# Limitations of sklearn’s non-negative matrix factorization library

### Contents
1. The caliculation of the RMSE recomender system which is based on the NMF
2. The limitations of the sklearn’s NMF and conclusion
---

### 1. The caliculation of the RMSE recomender system which is based on the NMFIntroduction
Previousery, we build the recommendation system based on jaccard similarity. 
In this project, we will build a recommendation system based on matrix factorization.
How it performs?

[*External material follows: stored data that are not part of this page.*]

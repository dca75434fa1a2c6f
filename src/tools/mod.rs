//! The bounded set of effectful operations a role may request.
//!
//! Requests arrive as a closed, tagged [`Action`] variant. Adding a new kind
//! of action means adding a variant here, which forces the safety gate and
//! the surface to handle it explicitly.
//!
//! - [`files`] - read, write, insert and search over the workspace
//! - [`shell`] - shell command execution with timeout and output capture
//! - [`surface`] - validation, gate evaluation, snapshots and dispatch

pub mod files;
pub mod shell;
pub mod surface;

pub use surface::{Submission, ToolSurface};

use serde::{Deserialize, Serialize};
use std::fmt;

use crate::driver::Role;

/// Policy-level classification of an action.
#[derive(Debug, Clone, Copy, PartialEq, Eq, Hash, Serialize, Deserialize)]
#[serde(rename_all = "snake_case")]
pub enum ActionKind {
    Read,
    Search,
    #[serde(alias = "insert")]
    Write,
    ExecuteShell,
}

impl fmt::Display for ActionKind {
    fn fmt(&self, f: &mut fmt::Formatter<'_>) -> fmt::Result {
        let s = match self {
            ActionKind::Read => "read",
            ActionKind::Search => "search",
            ActionKind::Write => "write",
            ActionKind::ExecuteShell => "execute_shell",
        };
        f.write_str(s)
    }
}

impl std::str::FromStr for ActionKind {
    type Err = String;

    fn from_str(s: &str) -> Result<Self, Self::Err> {
        match s.trim().to_ascii_lowercase().as_str() {
            "read" => Ok(ActionKind::Read),
            "search" => Ok(ActionKind::Search),
            "write" | "insert" => Ok(ActionKind::Write),
            "execute_shell" | "shell" | "exec" => Ok(ActionKind::ExecuteShell),
            other => Err(format!(
                "unknown action kind '{other}' (expected read, search, write or execute_shell)"
            )),
        }
    }
}

/// A requested operation with its arguments.
#[derive(Debug, Clone, PartialEq, Eq, Serialize, Deserialize)]
#[serde(tag = "action", rename_all = "snake_case")]
pub enum Action {
    /// Read a whole text file.
    Read { path: String },
    /// Literal substring search under a directory (default: the root).
    Search {
        query: String,
        #[serde(default, skip_serializing_if = "Option::is_none")]
        path: Option<String>,
    },
    /// Replace a file's content, creating it if needed.
    Write { path: String, content: String },
    /// Insert text before a 1-based line; `len + 1` appends.
    Insert {
        path: String,
        line: usize,
        content: String,
    },
    /// Run a command through `sh -c` in the workspace root.
    ExecuteShell { command: String },
}

impl Action {
    /// Policy classification.
    #[must_use]
    pub fn kind(&self) -> ActionKind {
        match self {
            Action::Read { .. } => ActionKind::Read,
            Action::Search { .. } => ActionKind::Search,
            Action::Write { .. } | Action::Insert { .. } => ActionKind::Write,
            Action::ExecuteShell { .. } => ActionKind::ExecuteShell,
        }
    }

    /// The path this action targets, if it targets one.
    #[must_use]
    pub fn path(&self) -> Option<&str> {
        match self {
            Action::Read { path } | Action::Write { path, .. } | Action::Insert { path, .. } => {
                Some(path)
            }
            Action::Search { path, .. } => Some(path.as_deref().unwrap_or(".")),
            Action::ExecuteShell { .. } => None,
        }
    }

    /// The shell command, for shell actions.
    #[must_use]
    pub fn command(&self) -> Option<&str> {
        match self {
            Action::ExecuteShell { command } => Some(command),
            _ => None,
        }
    }

    /// Whether the action mutates the filesystem through the snapshot store.
    #[must_use]
    pub fn is_write(&self) -> bool {
        matches!(self, Action::Write { .. } | Action::Insert { .. })
    }

    /// One-line description for prompts and logs.
    #[must_use]
    pub fn describe(&self) -> String {
        match self {
            Action::Read { path } => format!("read {path}"),
            Action::Search { query, path } => {
                format!("search {:?} in {}", query, path.as_deref().unwrap_or("."))
            }
            Action::Write { path, content } => {
                format!("write {} ({} bytes)", path, content.len())
            }
            Action::Insert {
                path,
                line,
                content,
            } => format!(
                "insert {} lines into {} at line {}",
                content.lines().count().max(1),
                path,
                line
            ),
            Action::ExecuteShell { command } => format!("run `{command}`"),
        }
    }
}

/// An action together with the role that asked for it.
#[derive(Debug, Clone, PartialEq, Eq, Serialize, Deserialize)]
pub struct ActionRequest {
    pub role: Role,
    #[serde(flatten)]
    pub action: Action,
}

impl ActionRequest {
    #[must_use]
    pub fn new(role: Role, action: Action) -> Self {
        Self { role, action }
    }
}

/// Who let an action run.
#[derive(Debug, Clone, Copy, PartialEq, Eq, Serialize, Deserialize)]
#[serde(rename_all = "snake_case")]
pub enum ApprovedBy {
    Policy,
    Human,
}

/// What became of a requested action.
#[derive(Debug, Clone, PartialEq, Eq, Serialize, Deserialize)]
#[serde(tag = "status", rename_all = "snake_case")]
pub enum ActionStatus {
    /// Ran to completion.
    Executed { approved_by: ApprovedBy, output: String },
    /// Approved but failed while running.
    Failed { approved_by: ApprovedBy, error: String },
    /// Did not pass shape validation; never reached the gate.
    Rejected { error: String },
    /// Stopped by a hard-block rule.
    Blocked { rule: String },
    /// Refused by a human.
    Denied { reason: String },
}

impl ActionStatus {
    /// Whether this status makes the requesting role's turn a policy denial.
    #[must_use]
    pub fn is_denial(&self) -> bool {
        matches!(self, ActionStatus::Blocked { .. } | ActionStatus::Denied { .. })
    }

    /// Short label for status output.
    #[must_use]
    pub fn label(&self) -> &'static str {
        match self {
            ActionStatus::Executed { .. } => "executed",
            ActionStatus::Failed { .. } => "failed",
            ActionStatus::Rejected { .. } => "rejected",
            ActionStatus::Blocked { .. } => "blocked",
            ActionStatus::Denied { .. } => "denied",
        }
    }
}

/// An action and its fate, as kept on the attempt record.
#[derive(Debug, Clone, PartialEq, Eq, Serialize, Deserialize)]
pub struct ActionRecord {
    pub action: Action,
    #[serde(flatten)]
    pub status: ActionStatus,
}

#[cfg(test)]
mod tests {
    use super::*;

    #[test]
    fn test_insert_is_write_kind() {
        let action = Action::Insert {
            path: "a.rs".into(),
            line: 1,
            content: "x".into(),
        };
        assert_eq!(action.kind(), ActionKind::Write);
        assert!(action.is_write());
    }

    #[test]
    fn test_action_wire_shape() {
        let action: Action = serde_json::from_str(
            r#"{"action": "execute_shell", "command": "cargo test"}"#,
        )
        .unwrap();
        assert_eq!(action.command(), Some("cargo test"));
        assert_eq!(action.path(), None);

        let search: Action =
            serde_json::from_str(r#"{"action": "search", "query": "fn main"}"#).unwrap();
        assert_eq!(search.path(), Some("."));
    }

    #[test]
    fn test_unknown_action_is_rejected_by_serde() {
        let result: Result<Action, _> =
            serde_json::from_str(r#"{"action": "delete", "path": "x"}"#);
        assert!(result.is_err());
    }

    #[test]
    fn test_kind_from_str() {
        assert_eq!("write".parse::<ActionKind>(), Ok(ActionKind::Write));
        assert_eq!("shell".parse::<ActionKind>(), Ok(ActionKind::ExecuteShell));
        assert!("launch".parse::<ActionKind>().is_err());
    }

    #[test]
    fn test_record_flattens_status() {
        let record = ActionRecord {
            action: Action::Read { path: "a".into() },
            status: ActionStatus::Blocked {
                rule: "builtin".into(),
            },
        };
        let json = serde_json::to_value(&record).unwrap();
        assert_eq!(json["status"], "blocked");
        assert_eq!(json["action"]["action"], "read");

        let back: ActionRecord = serde_json::from_value(json).unwrap();
        assert_eq!(back, record);
    }

    #[test]
    fn test_denial_statuses() {
        assert!(ActionStatus::Denied { reason: "no".into() }.is_denial());
        assert!(!ActionStatus::Rejected { error: "bad".into() }.is_denial());
    }
}
/// The request `policy check` asks the gate about, with paths made
/// workspace-relative the way the tool surface does before gating.
fn hypothetical_action(workspace: &Workspace, kind: ActionKind, target: &str) -> tetrad::Result<Action> {
    Ok(match kind {
        ActionKind::Read => Action::Read {
            path: workspace.resolve(target)?.display_relative(),
        },
        ActionKind::Search => Action::Search {
            query: target.to_string(),
            path: None,
        },
        ActionKind::Write => Action::Write {
            path: workspace.resolve(target)?.display_relative(),
            content: String::new(),
        },
        ActionKind::ExecuteShell => Action::ExecuteShell {
            command: target.to_string(),
        },
    })
}

fn status_marker(status: TaskStatus) -> colored::ColoredString {
    match status {
        TaskStatus::Pending => "○".dimmed(),
        TaskStatus::Active => "●".cyan(),
        TaskStatus::InReview => "◐".blue(),
        TaskStatus::Testing => "◑".magenta(),
        TaskStatus::Done => "✓".green(),
        TaskStatus::Escalated => "!".red().bold(),
    }
}
//! A shared, in-memory todo list.
//!
//! The list lives in a reducer-driven store. Two actions change it:
//!
//! - `Add { text }` appends `{ id, text, done: false }`
//! - `Remove { id }` removes the first todo with that id, or does nothing
//!
//! A [`TodoStore`] handle is cloned into every consumer that shows or edits
//! the list. All clones see the same list, and subscribers are woken after
//! every change.
//!
//! # Quick Start
//!
//! ```
//! use todos::{Todo, TodoId, TodoStore};
//!
//! let store = TodoStore::new();
//! let panel = store.clone();
//!
//! let a = store.add_todo("a");
//! let b = store.add_todo("b");
//! assert_eq!((a, b), (Some(TodoId::new(0)), Some(TodoId::new(1))));
//!
//! assert!(panel.remove_todo(TodoId::new(0)));
//! assert_eq!(store.todos(), vec![Todo::new(1, "b")]);
//! ```

pub mod config;
pub mod error;
pub mod reducer;
pub mod shared;
pub mod types;

// Re-export commonly used types
pub use config::TodoConfig;
pub use error::TodoError;
pub use reducer::{TodoEnvironment, TodoReducer};
pub use shared::{TodoReader, TodoStore};
pub use types::{IdStrategy, Todo, TodoAction, TodoId, TodoState};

Let's build it and see.

In [1]:
import pandas as pd
import numpy as np
from sklearn.decomposition import NMF
from sklearn.metrics import mean_squared_error
from sklearn.impute import SimpleImputer

In [2]:
# Loarding data
MV_users = pd.read_csv('data/users.csv')
MV_movies = pd.read_csv('data/movies.csv')
train = pd.read_csv('data/train.csv')
test = pd.read_csv('data/test.csv')

In [3]:
# Macke userID and movieID pivot table(matrix table)
rating_matrix = train.pivot(index='uID', columns='mID', values='rating')

In [4]:
# Print whow many users and movies
print('Number of users:', rating_matrix.shape[0])
print('Number of movies:', rating_matrix.shape[1])
# print missing values
print('Number of missing values:', rating_matrix.isnull().sum().sum())
# print missing values per all matrix
print('Number of missing values:', round(rating_matrix.isnull().sum().sum() / (rating_matrix.shape[0] * rating_matrix.shape[1]) * 100, 1), '%')

Number of users: 6040
Number of movies: 3664
Number of missing values: 21430414
Number of missing values: 96.8 %


In [5]:
# Filling missing values with mean value
imputer = SimpleImputer(strategy='mean')
rating_matrix_imputed = imputer.fit_transform(rating_matrix)

In [6]:
# NMF transformation with 10 components
nmf_model = NMF(n_components=50, init='random', random_state=42, max_iter=500)
W = nmf_model.fit_transform(rating_matrix_imputed)
H = nmf_model.components_



In [7]:
# generate predicted ratings
predicted_ratings = np.dot(W, H)

In [8]:
# Calculate RMSE of test data from the predicted ratings
test_ratings = []
predicted_test_ratings = []

for _, row in test.iterrows():
    user_idx = row['uID'] - 1  
    movie_idx = row['mID'] - 1
    actual_rating = row['rating']
    # Check if the indices are within the valid range
    if user_idx < predicted_ratings.shape[0] and movie_idx < predicted_ratings.shape[1]:
        predicted_rating = predicted_ratings[user_idx, movie_idx]
    else:
        predicted_rating = 0  # or any other appropriate value for out-of-bounds indices
    
    test_ratings.append(actual_rating)
    predicted_test_ratings.append(predicted_rating)

# Calculate RMSE
rmse = mean_squared_error(test_ratings, predicted_test_ratings, squared=False)
print(f"RMSE: {rmse:.4f}")

RMSE: 1.5218


---
### 2 The limitations of the sklearn’s NMF and conclusion
RESM of the NMF model is 1.52.  

The results of the RMSE of models of week 3 is next:

|Method|RMSE|
|:----|:--------:|
|Baseline, $Y_p$=3| 1.26 |
|Baseline, $Y_p=\mu_u$| 1.04 |
|Content based, item-item| 1.01 |
|Collaborative, cosine| 1.03 |
|Collaborative, jaccard, $M_r\geq 3$|0.98 |
|Collaborative, jaccard, $M_r\geq 1$| 0.99 |
|Collaborative, jaccard, $M_r$| 0.95 |

The RMSE of the NMF is worst. Why?

Befor I mention the reason, I will show the features of the data.

Number of users: 6040
Number of movies: 3664
Number of missing values: 21430414
Number of missing values: 96.8 %

The data has 96.8% missing values in the users vs movies matrix.
The algorithm of NMF fills the missing values with the mean value of the matrix. 
The missing values are too many, so filling with the mean value afects the result, 
Completing the missing values, common values were increasing for all users and movies, so the RMSE is not good idea.
    
To improve the RMSE, we need to fill the missing values with a better value or
we should use the another algorithm such as Collaborative Filtering(jaccard similairty which is based on the user-user similarity).

If the matrix has dense data, NMF is a good choice. It helps to reduce the dimensionality and finding the latent features of the data.


### References

1. [NMF reference sckit learn ](https://scikit-learn.org/stable/modules/generated/sklearn.decomposition.NMF.html)
2. [レコメンドアルゴリズム入門：基礎から応用まで実装に必要な知識を解説(Japanese website about recommendation)](https://qiita.com/birdwatcher/items/b60822bdf9be267e1328)
3. [Non-negative matrix factorization for recommendation systems](https://medium.com/logicai/non-negative-matrix-factorization-for-recommendation-systems-985ca8d5c16c#:~:text=Let%20me%20introduce%20you%20to%20Non-negative)